One of the challenges one faces when searching for small signals in hadron collider experiments is the QCD background. You can get done with it if your signal contains lots of isolated leptons, as muons and electrons are not produced by quark-gluon interactions; but if your final state of interest includes only hadronic jets, as is the case in the search of Higgs pairs in 2 x b-antib quark final states, you have to learn to live with it.

It’s not by chance that the proposal of the AMVA4NewPhysics network contains among others the promise of a specific deliverable – a new technique for background modeling. But I must confess that when I wrote that part of the proposal I had no clue on how we’d pull off an innovative technique for QCD background modeling!
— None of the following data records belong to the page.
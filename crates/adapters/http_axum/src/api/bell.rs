//! Manual bell ring.

use axum::Json;
use axum::extract::State;
use serde::{Deserialize, Serialize};

use belfry_app::ports::{Actuator, Clock, ScheduleStore};

use crate::error::ApiError;
use crate::state::AppState;

/// Request body for a manual ring: `{"mode": "timer/3"}`.
#[derive(Deserialize)]
pub struct RingRequest {
    #[serde(default)]
    pub mode: String,
}

#[derive(Serialize)]
pub struct RingResult {
    /// `false` when the mode was not recognized and nothing rang.
    pub rang: bool,
}

/// `POST /api/bell/ring`
pub async fn ring<S, A, C>(
    State(state): State<AppState<S, A, C>>,
    Json(req): Json<RingRequest>,
) -> Result<Json<RingResult>, ApiError>
where
    S: ScheduleStore + 'static,
    A: Actuator + 'static,
    C: Clock + 'static,
{
    let rang = state.schedule_service.ring(&req.mode).await?;
    Ok(Json(RingResult { rang }))
}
I only knew it had to be done.

When you have to model a background you can usually rely on Monte Carlo simulations. But with QCD it is harder, because the processes have huge cross sections so no matter how much CPU you put at work to simulate your events, you end up with too few good events to do a proper modeling job.

“What is this modeling you’re talking about anyway” could be your thought at this point. Okay, let me explain. Imagine you do some data selection and then you reconstruct the mass of the two Higgs bosons, using measured energies of hadronic jets you think have originated from the Higgs decays.
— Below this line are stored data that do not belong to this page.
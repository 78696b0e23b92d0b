use std::io::Write;
use std::path::Path;

use color_eyre::Result;
use color_eyre::eyre::Context;
use serde::{Deserialize, Serialize};

/// A single entry in the song catalog.
///
/// `title` and `artist` come from the top-songs producer and are the search
/// keys; the remaining known fields are set by the sync pipeline. Fields the
/// pipeline does not know about are carried through `extra` untouched.
#[derive(Debug, Clone, Serialize, Deserialize)]
pub struct Song {
    pub title: String,
    pub artist: String,
    #[serde(default)]
    pub preview_url: Option<String>,
    #[serde(default)]
    pub apple_url: Option<String>,
    #[serde(default)]
    pub artwork_url: Option<String>,
    #[serde(flatten)]
    pub extra: serde_json::Map<String, serde_json::Value>,
}

/// The persisted song catalog: loaded once at pipeline start, mutated in
/// memory, written back once at the end of a successful run.
#[derive(Debug, Clone, Serialize, Deserialize)]
pub struct Catalog {
    pub songs: Vec<Song>,
    #[serde(flatten)]
    pub extra: serde_json::Map<String, serde_json::Value>,
}

impl Catalog {
    pub fn load(path: &Path) -> Result<Self> {
        let contents = std::fs::read_to_string(path)
            .wrap_err_with(|| format!("Failed to read catalog file: {}", path.display()))?;
        let catalog = serde_json::from_str(&contents)
            .wrap_err_with(|| format!("Failed to parse catalog file: {}", path.display()))?;
        Ok(catalog)
    }

    /// Overwrite the catalog file. Contents are staged in a temporary file
    /// and renamed into place, so a failed write cannot truncate the
    /// existing catalog.
    pub fn save(&self, path: &Path) -> Result<()> {
        let contents =
            serde_json::to_string_pretty(self).wrap_err("Failed to serialize catalog")?;

        let dir = match path.parent() {
            Some(parent) if !parent.as_os_str().is_empty() => parent,
            _ => Path::new("."),
        };
        let mut tmp = tempfile::NamedTempFile::new_in(dir)
            .wrap_err("Failed to create temporary catalog file")?;
        tmp.write_all(contents.as_bytes())
            .wrap_err("Failed to write catalog contents")?;
        tmp.persist(path)
            .wrap_err_with(|| format!("Failed to persist catalog file: {}", path.display()))?;

        Ok(())
    }
}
At that point you create a 2-dimensional graph of mass_1 versus mass_2. Then you want to interpret that distribution, by “fitting” it to the sum of background and signal. For the signal, you can rely on a Monte Carlo simulation. but for the background, you usually cannot, for the reasons stated above.

The picture on the right shows the 2D distribution of a dataset made up of generator-level QCD plus generator-level HH signal (left) and HH signal alone (right). They are distinguishable, but what is the QCD shape alone? You can use the QCD Monte Carlo to estimate it, but you will have large statistical uncertainties because no QCD Monte Carlo dataset is large enough…

The technique we devised works by cutting data events in two hemispheres, creating a library of hemispheres. Then every other event can be modeled by mixing and matching random hemispheres that fulfil some constraints – they overall reproduce the kinematical characteristics of the event to be modeled.

I cannot disclose the details of the procedure here, as I want to first publish it; but it suffices that I show a graph with a nice result. You can see below two distributions. These are the masses of the leading and trailing Higgs, mass_1 and mass_2, for events with 4 b-tags (that is a requirement that selects a signal-enriched region).

In the graph the blue crosses show the original distributions (the data one wants to model). The blue histogram is instead the fraction of the data due to QCD, and the black histogram is the fraction of the data due to HH production. (In this mock dataset, all made of generator-level Monte Carlo, we have blown up the HH fraction by a large factor, to see it more clearly.) The red histogram is the model made by mixing and matching hemispheres, renormalized to the integral of the QCD distribution alone. It matches it very well!

Being unable to disclose the details, I cannot let this graph awe you as much as it would deserve. But it suffices to say that we have solved a very important problem in our analysis!